When infertility is the result of physical problems with the uterus or fallopian tubes, these can often be repaired by means of surgery. Surgery is commonly performed to deal with blocked fallopian tubes or with endometriosis, but it is not limited to these situations.
Intrauterine Insemination (IUI)
In IUI, sperm are inserted directly into the uterus. The aim of treatment is that, once in the uterus, the sperm will be able to fertilize an egg without further assistance. This is particularly appropriate when a post-coital test has identified that sperm are not managing to pass the cervix.
Prior to intrauterine insemination, the sperm can be prepared in a number of ways. This is known as ‘washing’ the sperm, and can involve increasing the concentration of sperm in the fluid to be injected. The washed sperm are then inserted using a catheter.
IUI is a good solution when a couple is sub-fertile but may be able to conceive. It will not be of any use if functional sperm cannot be obtained (e.g. in some cases of total aspermia or azoospermia), nor if the woman is not ovulating.
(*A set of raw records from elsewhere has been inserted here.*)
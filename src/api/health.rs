use std::sync::Arc;

use chrono::Utc;
use poem_openapi::{OpenApi, Tags, payload::Json};
use sea_orm::DatabaseConnection;

use crate::AppData;
use crate::types::dto::common::HealthResponse;

/// Health check API
pub struct HealthApi {
    db: DatabaseConnection,
}

impl HealthApi {
    pub fn new(app_data: Arc<AppData>) -> Self {
        Self {
            db: app_data.connections.db.clone(),
        }
    }
}

/// API tags for health endpoints
#[derive(Tags)]
enum ApiTags {
    /// Health check endpoints
    Health,
}

#[OpenApi]
impl HealthApi {
    /// Health check endpoint
    ///
    /// Reports whether the service can reach its database. Always answers 200 so
    /// that load balancers can read the body.
    #[oai(path = "/health", method = "get", tag = "ApiTags::Health")]
    async fn health(&self) -> Json<HealthResponse> {
        let (status, database) = match self.db.ping().await {
            Ok(()) => ("healthy", "reachable"),
            Err(e) => {
                tracing::warn!("Health check could not reach database: {}", e);
                ("degraded", "unreachable")
            }
        };

        Json(HealthResponse {
            status: status.to_string(),
            database: database.to_string(),
            timestamp: Utc::now().to_rfc3339(),
        })
    }
}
IVF, ‘in vitro fertilization’, is the fertility treatment that still regularly makes headlines, even decades after its first introduction. IVF is now very common in the UK alone, 10,000 babies are born each year as the result of IVF.
IVF: The basic procedure
The process begins with the collection of eggs from the ovaries. This is done surgically, usually under local anesthetic. Beforehand, doctors will have checked that eggs are present, and will probably have prescribed drugs to cause ovulation. It is normal to use enough drugs to cause multiple ovulation, because the IVF process will only work with a small fraction of eggs.
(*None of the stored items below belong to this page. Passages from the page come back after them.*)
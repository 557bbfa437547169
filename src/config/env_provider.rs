use std::collections::HashMap;

/// Trait for providing environment variable access
///
/// Settings and secrets are read through this trait instead of `std::env`, so
/// tests can supply values without touching process-global state.
pub trait EnvironmentProvider {
    fn get_var(&self, key: &str) -> Option<String>;
}

/// Production environment provider that reads from system environment
pub struct SystemEnvironment;

impl EnvironmentProvider for SystemEnvironment {
    fn get_var(&self, key: &str) -> Option<String> {
        std::env::var(key).ok()
    }
}

/// Test environment provider with configurable variables
#[cfg(test)]
#[derive(Default)]
pub struct MockEnvironment {
    vars: HashMap<String, String>,
}

#[cfg(test)]
impl MockEnvironment {
    pub fn new(vars: HashMap<String, String>) -> Self {
        Self { vars }
    }

    pub fn empty() -> Self {
        Self::default()
    }

    pub fn with_var(mut self, key: &str, value: &str) -> Self {
        self.vars.insert(key.to_string(), value.to_string());
        self
    }

    pub fn with_vars(mut self, vars: &[(&str, &str)]) -> Self {
        for (key, value) in vars {
            self.vars.insert(key.to_string(), value.to_string());
        }
        self
    }
}

#[cfg(test)]
impl EnvironmentProvider for MockEnvironment {
    fn get_var(&self, key: &str) -> Option<String> {
        self.vars.get(key).cloned()
    }
}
Sperm is also collected (this process being much simpler than collecting eggs), and the egg and sperm are combined ‘in vitro’ (meaning ‘in glass’, or ‘in a test tube’). The fertilized egg is grown in the laboratory for a while, in which time it will divide once or twice. It is then inserted into the womb.
Commonly, multiple eggs are fertilized during IVF treatment, and several will be inserted into the womb at the same time.
It is expected that most of the embryos will fail to develop (even with multiple implantations only 20-25% of IVF procedures result in pregnancy), and so inserting several improves the odds that at least one will make it. The downside is that occasionally more than one survive, leading to the controversial phenomenon of multiple births following IVF.
While the IVF success rate is currently low, it is likely to increase slowly in the future, as new techniques are developed to improve the process. February 2007 saw reports of a technique called “Comparative Genomic Hybridization”, which one trial suggests could raise the IVF success rate to 70%. It involves checking each egg for likely problems before it is implanted into a patient.
Variations on IVF
IVF has spawned a couple of similar procedures.
- GIFT (‘Gamete Intrafallopian Transfer’)
ZIFT (‘Zygote Intrafallopian Tranfer’)
ICSI (‘Intracytoplasmic Sperm Injection’)
GIFT, ‘gamete intrafallopian transfer’, could be described as IVF which isn’t ‘in vitro’. As in IVF, eggs are extracted and then fertilization is artificially induced but with GIFT this takes place inside the fallopian tubes, rather than in a laboratory. This means that, unlike IVF, GIFT requires healthy fallopian tubes.
The advantages of GIFT over IVF are mainly ethical. Some couples object to the idea of human embryo culture in vitro, on religious or other ethical grounds, and consider that GIFT achieves the same end without putting them in a moral conundrum. ZIFT (Zygote Intrafallopian Transfer) is something of a compromise between GIFT and IVF. With ZIFT, the egg is fertilized in vitro, but it is then immediately transferred to the fallopian tube.
Standard IVF puts sperm and egg in close proximity, but relies on them to achieve fertilization without artificial assistance. If this turns out to be ineffective (for example when there is a severe problem with the mobility of the sperm), then it is possible to inject the sperm directly into the egg. This is what happens during ICSI (intracytoplasmic sperm injection).
Egg donation is another option, mainly appropriate for couples in which the man is fertile but the woman is not. An egg donor is given medication which stimulates hormones, and then her eggs are surgically extracted. They can then be inseminated with sperm and implanted.